At 2 a.m. Aug. 16, 1856, Titus, saying he wanted six abolitionists for breakfast, led an attack on the fortified cabin of Judge Wakefield. John Allen Wakefield was a respected justice in the local “squatters court.” It seemed that everyone built their cabins for the dual purpose of shelter and defense. When unable to overrun the fortress, Tutus returned to Fort Titus.
Hearing of the Wakefield attack, Free Staters attacked Fort Titus just at daybreak the same day. When the initial attack stalled, “Old Sacramento” was brought into play. The famous cannon had been used in the Mexican War and had been captured and recaptured by both sides in the “debate” over Kansas sovereignty. Before leaving Lawrence the lead type from the Herald of Freedom’s ransacked office was melted and cast into cannon “shot”.

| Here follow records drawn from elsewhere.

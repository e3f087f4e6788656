//! Glyph tables and frame selection.
//!
//! Provides the built-in spinner and bar styles, the validated frame set a
//! spinner animates through, and the bar-fill renderer.

use std::fmt;
use std::str::FromStr;
use std::sync::Arc;

use rand::Rng;
use serde::{Deserialize, Serialize};

use super::AnimationError;

/// Characters used by the matrix spinner and the matrix rain effect.
pub const MATRIX_GLYPHS: &str =
    "ABCDEFGHIJKLMNOPQRSTUVWXYZ0123456789@#$%^&*()_+-=[]{}|;:,./<>?";

const MATRIX_FRAMES: &[&str] = &[
    "A", "B", "C", "D", "E", "F", "G", "H", "I", "J", "K", "L", "M", "N", "O", "P", "Q", "R",
    "S", "T", "U", "V", "W", "X", "Y", "Z", "0", "1", "2", "3", "4", "5", "6", "7", "8", "9",
    "@", "#", "$", "%", "^", "&", "*", "(", ")", "_", "+", "-", "=", "[", "]", "{", "}", "|",
    ";", ":", ",", ".", "/", "<", ">", "?",
];

/// Built-in spinner animations.
#[derive(Debug, Clone, Copy, PartialEq, Eq, Hash, Default, Serialize, Deserialize)]
#[serde(rename_all = "lowercase")]
pub enum SpinnerStyle {
    /// `| / - \`
    Classic,
    /// Braille dots.
    #[default]
    Dots,
    /// Dense braille dots.
    Dots2,
    /// Braille dots sweeping back and forth.
    Dots3,
    /// Rotating arrow.
    Arrow,
    /// Rotating triangle.
    Triangle,
    /// Quadrant blocks.
    Square,
    /// Half-filled circle.
    Circle,
    /// Quarter circles.
    Quarter,
    /// Moon phases.
    Moon,
    /// Clock faces.
    Clock,
    /// Coloured hearts.
    Hearts,
    /// Rising and falling blocks.
    Blocks,
    /// Bouncing braille dot.
    Bounce,
    /// Snake of braille dots.
    Snake,
    /// `0 1`
    Binary,
    /// Braille helix.
    Dna,
    /// Pulsing circle.
    Pulse,
    /// Random characters, re-drawn every tick.
    Matrix,
    /// Weather icons.
    Weather,
}

impl SpinnerStyle {
    /// Every built-in style, in declaration order.
    pub const ALL: [SpinnerStyle; 20] = [
        SpinnerStyle::Classic,
        SpinnerStyle::Dots,
        SpinnerStyle::Dots2,
        SpinnerStyle::Dots3,
        SpinnerStyle::Arrow,
        SpinnerStyle::Triangle,
        SpinnerStyle::Square,
        SpinnerStyle::Circle,
        SpinnerStyle::Quarter,
        SpinnerStyle::Moon,
        SpinnerStyle::Clock,
        SpinnerStyle::Hearts,
        SpinnerStyle::Blocks,
        SpinnerStyle::Bounce,
        SpinnerStyle::Snake,
        SpinnerStyle::Binary,
        SpinnerStyle::Dna,
        SpinnerStyle::Pulse,
        SpinnerStyle::Matrix,
        SpinnerStyle::Weather,
    ];

    /// The glyph sequence for this style.
    pub const fn glyphs(self) -> &'static [&'static str] {
        match self {
            SpinnerStyle::Classic => &["|", "/", "-", "\\"],
            SpinnerStyle::Dots => &["⠋", "⠙", "⠹", "⠸", "⠼", "⠴", "⠦", "⠧", "⠇", "⠏"],
            SpinnerStyle::Dots2 => &["⣾", "⣽", "⣻", "⢿", "⡿", "⣟", "⣯", "⣷"],
            SpinnerStyle::Dots3 => &[
                "⠄", "⠆", "⠇", "⠋", "⠙", "⠸", "⠰", "⠠", "⠰", "⠸", "⠙", "⠋", "⠇", "⠆",
            ],
            SpinnerStyle::Arrow => &["←", "↖", "↑", "↗", "→", "↘", "↓", "↙"],
            SpinnerStyle::Triangle => &["▲", "▶", "▼", "◀"],
            SpinnerStyle::Square => &["▖", "▘", "▝", "▗"],
            SpinnerStyle::Circle => &["◐", "◓", "◑", "◒"],
            SpinnerStyle::Quarter => &["◴", "◷", "◶", "◵"],
            SpinnerStyle::Moon => &["🌑", "🌒", "🌓", "🌔", "🌕", "🌖", "🌗", "🌘"],
            SpinnerStyle::Clock => &[
                "🕐", "🕑", "🕒", "🕓", "🕔", "🕕", "🕖", "🕗", "🕘", "🕙", "🕚", "🕛",
            ],
            SpinnerStyle::Hearts => &["🤍", "🤎", "❤️", "🧡", "💛", "💚", "💙", "💜"],
            SpinnerStyle::Blocks => &[
                "▁", "▂", "▃", "▄", "▅", "▆", "▇", "█", "▇", "▆", "▅", "▄", "▃", "▁",
            ],
            SpinnerStyle::Bounce => &["⠁", "⠂", "⠄", "⠂"],
            SpinnerStyle::Snake => &[
                "⣀", "⣄", "⣤", "⣦", "⣶", "⣷", "⣿", "⢿", "⡿", "⠿", "⢻", "⣛", "⣋", "⣍", "⡋", "⠋",
                "⠙", "⠹", "⢸", "⣸", "⣴", "⣤", "⣄", "⣀",
            ],
            SpinnerStyle::Binary => &["0", "1"],
            SpinnerStyle::Dna => &["⠋", "⠙", "⠸", "⠴", "⠦", "⠇", "⠏", "⠋"],
            SpinnerStyle::Pulse => &["●", "◐", "○", "◑"],
            SpinnerStyle::Matrix => MATRIX_FRAMES,
            SpinnerStyle::Weather => &["☀️", "⛅", "☁️", "🌧️", "⛈️", "🌦️", "🌈"],
        }
    }

    /// Whether frames are drawn at random instead of in sequence.
    pub const fn is_randomized(self) -> bool {
        matches!(self, SpinnerStyle::Matrix)
    }

    /// Lowercase name, as used in config files and on the command line.
    pub const fn name(self) -> &'static str {
        match self {
            SpinnerStyle::Classic => "classic",
            SpinnerStyle::Dots => "dots",
            SpinnerStyle::Dots2 => "dots2",
            SpinnerStyle::Dots3 => "dots3",
            SpinnerStyle::Arrow => "arrow",
            SpinnerStyle::Triangle => "triangle",
            SpinnerStyle::Square => "square",
            SpinnerStyle::Circle => "circle",
            SpinnerStyle::Quarter => "quarter",
            SpinnerStyle::Moon => "moon",
            SpinnerStyle::Clock => "clock",
            SpinnerStyle::Hearts => "hearts",
            SpinnerStyle::Blocks => "blocks",
            SpinnerStyle::Bounce => "bounce",
            SpinnerStyle::Snake => "snake",
            SpinnerStyle::Binary => "binary",
            SpinnerStyle::Dna => "dna",
            SpinnerStyle::Pulse => "pulse",
            SpinnerStyle::Matrix => "matrix",
            SpinnerStyle::Weather => "weather",
        }
    }
}

impl fmt::Display for SpinnerStyle {
    fn fmt(&self, f: &mut fmt::Formatter<'_>) -> fmt::Result {
        f.write_str(self.name())
    }
}

impl FromStr for SpinnerStyle {
    type Err = AnimationError;

    fn from_str(s: &str) -> Result<Self, Self::Err> {
        let wanted = s.trim().to_lowercase();
        SpinnerStyle::ALL
            .into_iter()
            .find(|style| style.name() == wanted)
            .ok_or_else(|| AnimationError::UnknownStyle(s.to_string()))
    }
}

#[derive(Debug, Clone, PartialEq, Eq)]
enum Glyphs {
    Builtin(&'static [&'static str]),
    Custom(Arc<[String]>),
}

/// A validated, non-empty glyph sequence a spinner animates through.
#[derive(Debug, Clone, PartialEq, Eq)]
pub struct FrameSet {
    glyphs: Glyphs,
    randomized: bool,
}

impl FrameSet {
    /// Build a sequential frame set from caller-supplied glyphs.
    ///
    /// # Errors
    ///
    /// Returns [`AnimationError::EmptyGlyphs`] if `glyphs` is empty or every
    /// glyph is the empty string.
    pub fn custom<I, S>(glyphs: I) -> Result<Self, AnimationError>
    where
        I: IntoIterator<Item = S>,
        S: Into<String>,
    {
        let glyphs: Vec<String> = glyphs.into_iter().map(Into::into).collect();
        if glyphs.iter().all(String::is_empty) {
            return Err(AnimationError::EmptyGlyphs);
        }
        Ok(Self {
            glyphs: Glyphs::Custom(glyphs.into()),
            randomized: false,
        })
    }

    /// Draw frames uniformly at random instead of cycling.
    pub fn randomized(mut self) -> Self {
        self.randomized = true;
        self
    }

    /// Number of glyphs in the set.
    pub fn len(&self) -> usize {
        match &self.glyphs {
            Glyphs::Builtin(g) => g.len(),
            Glyphs::Custom(g) => g.len(),
        }
    }

    /// Always false: frame sets are validated non-empty.
    pub fn is_empty(&self) -> bool {
        self.len() == 0
    }

    /// Whether frames are drawn at random.
    pub fn is_randomized(&self) -> bool {
        self.randomized
    }

    fn get(&self, index: usize) -> &str {
        match &self.glyphs {
            Glyphs::Builtin(g) => g[index],
            Glyphs::Custom(g) => &g[index],
        }
    }
}

impl From<SpinnerStyle> for FrameSet {
    fn from(style: SpinnerStyle) -> Self {
        Self {
            glyphs: Glyphs::Builtin(style.glyphs()),
            randomized: style.is_randomized(),
        }
    }
}

impl Default for FrameSet {
    fn default() -> Self {
        SpinnerStyle::default().into()
    }
}

/// Glyph for the given tick.
///
/// Sequential sets wrap around, so `frame_index` and `frame_index + len`
/// give the same glyph. Randomized sets ignore the index and draw
/// uniformly, so repeated calls are not reproducible.
pub fn next_frame(frames: &FrameSet, frame_index: usize) -> &str {
    if frames.randomized {
        return frames.get(rand::rng().random_range(0..frames.len()));
    }
    frames.get(frame_index % frames.len())
}

/// Built-in progress bar glyph styles.
#[derive(Debug, Clone, Copy, PartialEq, Eq, Hash, Default, Serialize, Deserialize)]
#[serde(rename_all = "lowercase")]
pub enum BarStyle {
    /// `█░`
    #[default]
    Blocks,
    /// `▰▱`
    Blocks2,
    /// `>-`
    Arrows,
    /// `= `
    Equals,
    /// `●○`
    Dots,
    /// `| `
    Pipes,
    /// `■□`
    Squares,
    /// `●○`
    Circles,
    /// `♦♢`
    Diamonds,
    /// `█▓▒░`, drawn with the outermost pair.
    Gradient,
}

impl BarStyle {
    /// Every built-in style, in declaration order.
    pub const ALL: [BarStyle; 10] = [
        BarStyle::Blocks,
        BarStyle::Blocks2,
        BarStyle::Arrows,
        BarStyle::Equals,
        BarStyle::Dots,
        BarStyle::Pipes,
        BarStyle::Squares,
        BarStyle::Circles,
        BarStyle::Diamonds,
        BarStyle::Gradient,
    ];

    /// Full glyph ramp, densest first.
    pub const fn ramp(self) -> &'static [char] {
        match self {
            BarStyle::Blocks => &['█', '░'],
            BarStyle::Blocks2 => &['▰', '▱'],
            BarStyle::Arrows => &['>', '-'],
            BarStyle::Equals => &['=', ' '],
            BarStyle::Dots | BarStyle::Circles => &['●', '○'],
            BarStyle::Pipes => &['|', ' '],
            BarStyle::Squares => &['■', '□'],
            BarStyle::Diamonds => &['♦', '♢'],
            BarStyle::Gradient => &['█', '▓', '▒', '░'],
        }
    }

    /// Lowercase name, as used in config files and on the command line.
    pub const fn name(self) -> &'static str {
        match self {
            BarStyle::Blocks => "blocks",
            BarStyle::Blocks2 => "blocks2",
            BarStyle::Arrows => "arrows",
            BarStyle::Equals => "equals",
            BarStyle::Dots => "dots",
            BarStyle::Pipes => "pipes",
            BarStyle::Squares => "squares",
            BarStyle::Circles => "circles",
            BarStyle::Diamonds => "diamonds",
            BarStyle::Gradient => "gradient",
        }
    }
}

impl fmt::Display for BarStyle {
    fn fmt(&self, f: &mut fmt::Formatter<'_>) -> fmt::Result {
        f.write_str(self.name())
    }
}

impl FromStr for BarStyle {
    type Err = AnimationError;

    fn from_str(s: &str) -> Result<Self, Self::Err> {
        let wanted = s.trim().to_lowercase();
        BarStyle::ALL
            .into_iter()
            .find(|style| style.name() == wanted)
            .ok_or_else(|| AnimationError::UnknownStyle(s.to_string()))
    }
}

/// The fill/empty pair a bar is drawn with.
#[derive(Debug, Clone, Copy, PartialEq, Eq, Hash)]
pub struct BarGlyphs {
    /// Glyph for completed cells.
    pub fill: char,
    /// Glyph for remaining cells.
    pub empty: char,
}

impl BarGlyphs {
    /// Custom fill/empty pair.
    pub const fn new(fill: char, empty: char) -> Self {
        Self { fill, empty }
    }
}

impl From<BarStyle> for BarGlyphs {
    fn from(style: BarStyle) -> Self {
        let ramp = style.ramp();
        Self {
            fill: ramp[0],
            empty: ramp[ramp.len() - 1],
        }
    }
}

impl Default for BarGlyphs {
    fn default() -> Self {
        BarStyle::default().into()
    }
}

/// Draw a bar of exactly `width` glyphs.
///
/// `fill_ratio` is clamped to `[0, 1]` (NaN counts as 0); the first
/// `floor(fill_ratio * width)` cells use the fill glyph, the rest the empty one.
pub fn render_bar(fill_ratio: f64, width: usize, glyphs: BarGlyphs) -> String {
    let ratio = if fill_ratio.is_nan() {
        0.0
    } else {
        fill_ratio.clamp(0.0, 1.0)
    };
    #[allow(clippy::cast_possible_truncation, clippy::cast_sign_loss, clippy::cast_precision_loss)]
    let filled = ((ratio * width as f64).floor() as usize).min(width);

    let mut bar = String::with_capacity(width * glyphs.fill.len_utf8().max(glyphs.empty.len_utf8()));
    bar.extend(std::iter::repeat(glyphs.fill).take(filled));
    bar.extend(std::iter::repeat(glyphs.empty).take(width - filled));
    bar
}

As the gunner fired the first volley from Old Sacramento filled with transformed newspaper type, he shouted,“This is the second edition of The Herald of Freedom!” Just three months after their “burial” in the Kansas River the resurrected type made memorable impression upon Titus and his “ruffian horde.”
The white flag was quickly unfurled and with it came surrender. Titus had gotten his belly full. It just wasn’t the breakfast that he had expected on The Way West.
“The Cowboy,” Jim Gray is author of the book Desperate Seed: Ellsworth Kansas on the Violent Frontier, Ellsworth, KS Contact Kansas Cowboy, 220 21st Road Geneseo, Kan. Phone: (785) 531-2058 or kansascowboy@kans.com.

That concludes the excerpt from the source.